Now I need to get the nodeID of the node that was just saved. How do I do that ? Furthermore, I need to insert another set of data into a second content type that needs to store the nodeID I just mentioned.

$node2 = \Drupal::EntityTypeManager()
  ->getStorage('node')
  // $data2 contains the $node->id()
  ->create($data2);
$node2->save();

Outside of Drupal I am used to mysql transactions to make sure that both things only get stored together and get rolled back if there is an error with either of them. Is there a way to achieve this 'all-or-nothing' functionality with \Drupal::EntityTypeManager()?

Do I genrally need to put this in a try{}catch{} block in Drupal?

2
  • Isn't it added to the object you just saved? Did you try calling $node->id(); to fetch the node id?
    – Kevin
    Oct 24, 2017 at 15:21
  • absolutely correct, I missed that
    – theuni
    Oct 24, 2017 at 15:40

1 Answer 1

1

You can create the node without saving it. You wouldn't really need a try catch if you know what types of data you're saving.

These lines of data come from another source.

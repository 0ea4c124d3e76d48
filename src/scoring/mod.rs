//! Repeated matches scoring one player against the best it could have done.
//!
//! - [`Tournament`] — Schedules paired matches and plays them in sequence
//! - [`Score`] — Accumulated node counts and per-match outcomes
mod score;
mod tournament;

pub use score::*;
pub use tournament::*;
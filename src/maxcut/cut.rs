use super::*;
use crate::Error;
use crate::Node;
use crate::Result;

/// Two-sided partition of a [`Weighted`] graph.
///
/// `side[v]` is `true` when `v` belongs to the first half.
#[derive(Debug, Clone, PartialEq, Eq)]
pub struct Cut {
    side: Vec<bool>,
}

impl Cut {
    /// Checks that `a` and `b` are disjoint and together cover `0..n`.
    pub fn new(n: usize, a: &[Node], b: &[Node]) -> Result<Self> {
        let mut seen = vec![None; n];
        for (&node, half) in a
            .iter()
            .map(|v| (v, true))
            .chain(b.iter().map(|v| (v, false)))
        {
            match seen.get_mut(node) {
                None => {
                    return Err(Error::parameter(format!(
                        "node {} outside of {} nodes",
                        node, n
                    )));
                }
                Some(Some(_)) => {
                    return Err(Error::parameter(format!(
                        "node {} appears twice in the partition",
                        node
                    )));
                }
                Some(slot) => *slot = Some(half),
            }
        }
        seen.into_iter()
            .enumerate()
            .map(|(node, half)| {
                half.ok_or_else(|| {
                    Error::parameter(format!("node {} missing from the partition", node))
                })
            })
            .collect::<Result<Vec<bool>>>()
            .map(|side| Self { side })
    }
    pub fn side(&self) -> &[bool] {
        &self.side
    }
    /// Moves `node` to the other half.
    pub fn flip(&mut self, node: Node) {
        self.side[node] = !self.side[node];
    }
    /// Total weight of edges whose endpoints sit in different halves.
    pub fn value(&self, graph: &Weighted) -> u64 {
        graph
            .edges()
            .filter(|&(a, b, _)| self.side[a] != self.side[b])
            .map(|(_, _, w)| w as u64)
            .sum()
    }
    /// The two halves in ascending node order.
    pub fn into_parts(self) -> (Vec<Node>, Vec<Node>) {
        let (a, b) = self
            .side
            .into_iter()
            .enumerate()
            .partition::<Vec<(Node, bool)>, _>(|&(_, half)| half);
        (
            a.into_iter().map(|(v, _)| v).collect(),
            b.into_iter().map(|(v, _)| v).collect(),
        )
    }
}

#[cfg(test)]
mod tests {
    use super::*;

    fn triangle() -> Weighted {
        Weighted::from((3, vec![(0, 1, 4), (0, 2, 7), (1, 2, 1)]))
    }

    #[test]
    fn value_counts_crossing_edges() {
        let cut = Cut::new(3, &[0], &[1, 2]).expect("valid partition");
        assert_eq!(cut.value(&triangle()), 11);
        let cut = Cut::new(3, &[0, 1, 2], &[]).expect("valid partition");
        assert_eq!(cut.value(&triangle()), 0);
    }

    #[test]
    fn parts_round_trip() {
        let cut = Cut::new(4, &[3, 1], &[0, 2]).expect("valid partition");
        assert_eq!(cut.into_parts(), (vec![1, 3], vec![0, 2]));
    }

    #[test]
    fn rejects_malformed_partitions() {
        assert!(Cut::new(3, &[0, 1], &[1, 2]).is_err());
        assert!(Cut::new(3, &[0], &[1]).is_err());
        assert!(Cut::new(3, &[0, 1], &[2, 3]).is_err());
    }
}
use super::*;
use crate::Error;
use crate::Result;
use std::collections::BTreeMap;

/// Builds a fresh strategy instance.
pub type Factory = fn() -> Box<dyn Strategy>;

/// Strategy constructors keyed by name.
///
/// Every match needs fresh instances, since strategies keep per-match state
/// (label, generator), so the registry hands out constructors rather than
/// shared objects.
#[derive(Debug, Clone)]
pub struct Registry {
    factories: BTreeMap<&'static str, Factory>,
}

impl Default for Registry {
    fn default() -> Self {
        let mut registry = Self {
            factories: BTreeMap::new(),
        };
        registry.register("first-foreign", || Box::new(FirstForeign::default()));
        registry.register("random-foreign", || Box::new(RandomForeign::default()));
        registry.register("hub", || Box::new(Hub::default()));
        registry.register("idle", || Box::new(Idle));
        #[cfg(feature = "cli")]
        registry.register("human", || Box::new(Human::default()));
        registry
    }
}

impl Registry {
    /// Name of the strategy that fills seats nobody asked for.
    pub const FALLBACK: &'static str = "first-foreign";

    pub fn register(&mut self, name: &'static str, factory: Factory) {
        self.factories.insert(name, factory);
    }
    pub fn names(&self) -> impl Iterator<Item = &'static str> + '_ {
        self.factories.keys().copied()
    }
    pub fn create(&self, name: &str) -> Result<Box<dyn Strategy>> {
        self.factories
            .get(name)
            .map(|factory| factory())
            .ok_or_else(|| {
                Error::parameter(format!(
                    "unknown strategy {} (known: {})",
                    name,
                    self.names().collect::<Vec<_>>().join(", ")
                ))
            })
    }
    /// One instance per name, in seat order.
    pub fn roster<S>(&self, names: &[S]) -> Result<Vec<Box<dyn Strategy>>>
    where
        S: AsRef<str>,
    {
        names.iter().map(|name| self.create(name.as_ref())).collect()
    }
}
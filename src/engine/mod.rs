//! Turn loop of a match.
//!
//! - [`Engine`] — Draws focal nodes, dispatches to seats, validates and applies moves
//! - [`Seat`] — A strategy bound to its player id and label
//! - [`Observer`] — Hook invoked after every turn in interactive matches
//! - [`Turn`] — What a single turn did
mod engine;
mod observer;
mod seat;
mod turn;

pub use engine::*;
pub use observer::*;
pub use seat::*;
pub use turn::*;
use serde::Deserialize;
use serde::Serialize;

/// Player-affiliation tag of a node: `A`, `B`, `C`, ...
///
/// Wraps the label index so it can address per-label tables directly.
/// Serializes as its letter.
#[derive(Debug, Clone, Copy, PartialEq, Eq, PartialOrd, Ord, Hash, Serialize, Deserialize)]
#[serde(into = "char", try_from = "char")]
pub struct Label(u8);

impl Label {
    /// Largest number of distinct labels (`A` through `Z`).
    pub const LIMIT: usize = 26;
    pub fn new(index: usize) -> Self {
        assert!(index < Self::LIMIT, "label index {} out of range", index);
        Self(index as u8)
    }
    pub fn index(&self) -> usize {
        self.0 as usize
    }
    pub fn letter(&self) -> char {
        char::from(b'A' + self.0)
    }
    /// Labels for `n` seats in index order.
    pub fn all(n: usize) -> impl Iterator<Item = Self> {
        (0..n.min(Self::LIMIT)).map(|i| Self(i as u8))
    }
}

impl From<usize> for Label {
    fn from(index: usize) -> Self {
        Self::new(index)
    }
}

impl From<Label> for char {
    fn from(label: Label) -> Self {
        label.letter()
    }
}

impl TryFrom<char> for Label {
    type Error = String;
    fn try_from(c: char) -> Result<Self, Self::Error> {
        match c {
            'A'..='Z' => Ok(Self(c as u8 - b'A')),
            c => Err(format!("invalid label {}", c)),
        }
    }
}

impl std::fmt::Display for Label {
    fn fmt(&self, f: &mut std::fmt::Formatter<'_>) -> std::fmt::Result {
        write!(f, "{}", self.letter())
    }
}

#[cfg(test)]
mod tests {
    use super::*;

    #[test]
    fn letters_follow_index() {
        let labels = Label::all(3).map(|l| l.letter()).collect::<String>();
        assert_eq!(labels, "ABC");
        assert_eq!(Label::new(2).index(), 2);
    }

    #[test]
    fn parses_uppercase_only() {
        assert_eq!(Label::try_from('B'), Ok(Label::new(1)));
        assert!(Label::try_from('b').is_err());
        assert!(Label::try_from('?').is_err());
    }
}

    $node = \Drupal::EntityTypeManager()->getStorage('node')->create([
      'type' => 'news',
      'title' => "hello world",
      'field_some_textfield' => "Here's some text",
    ]);

    $node->set('status', 1);
    $node->set('field_site_section', [['target_id' => 6]]);
    $node->set('field_first_name', $data->firstName);
    if (!empty($data->middleName)) {
      $node->set('field_middle_name', $data->middleName);
    }
    $node->set('field_last_name', $data->lastName);

When you're satisfied that your node is set up properly, then you can call:

$node->save();

At this point, you can get the node id this way:

$nid = $node->id();
2
  • Nice, I did not know that before. But how does this make sure that for the 2 nodes ($node and the second $node2 I need to save) I have a transaction kind of behavior? Doing $node->save(); $node2->save(); isn't really robust in case things break after $node->save(), is it ?
    – theuni
    Oct 24, 2017 at 15:49
  • The only way to get a node id to add to $node2 is to save the first node. So you could add a code that would run $node->delete() if updating $node2 failed.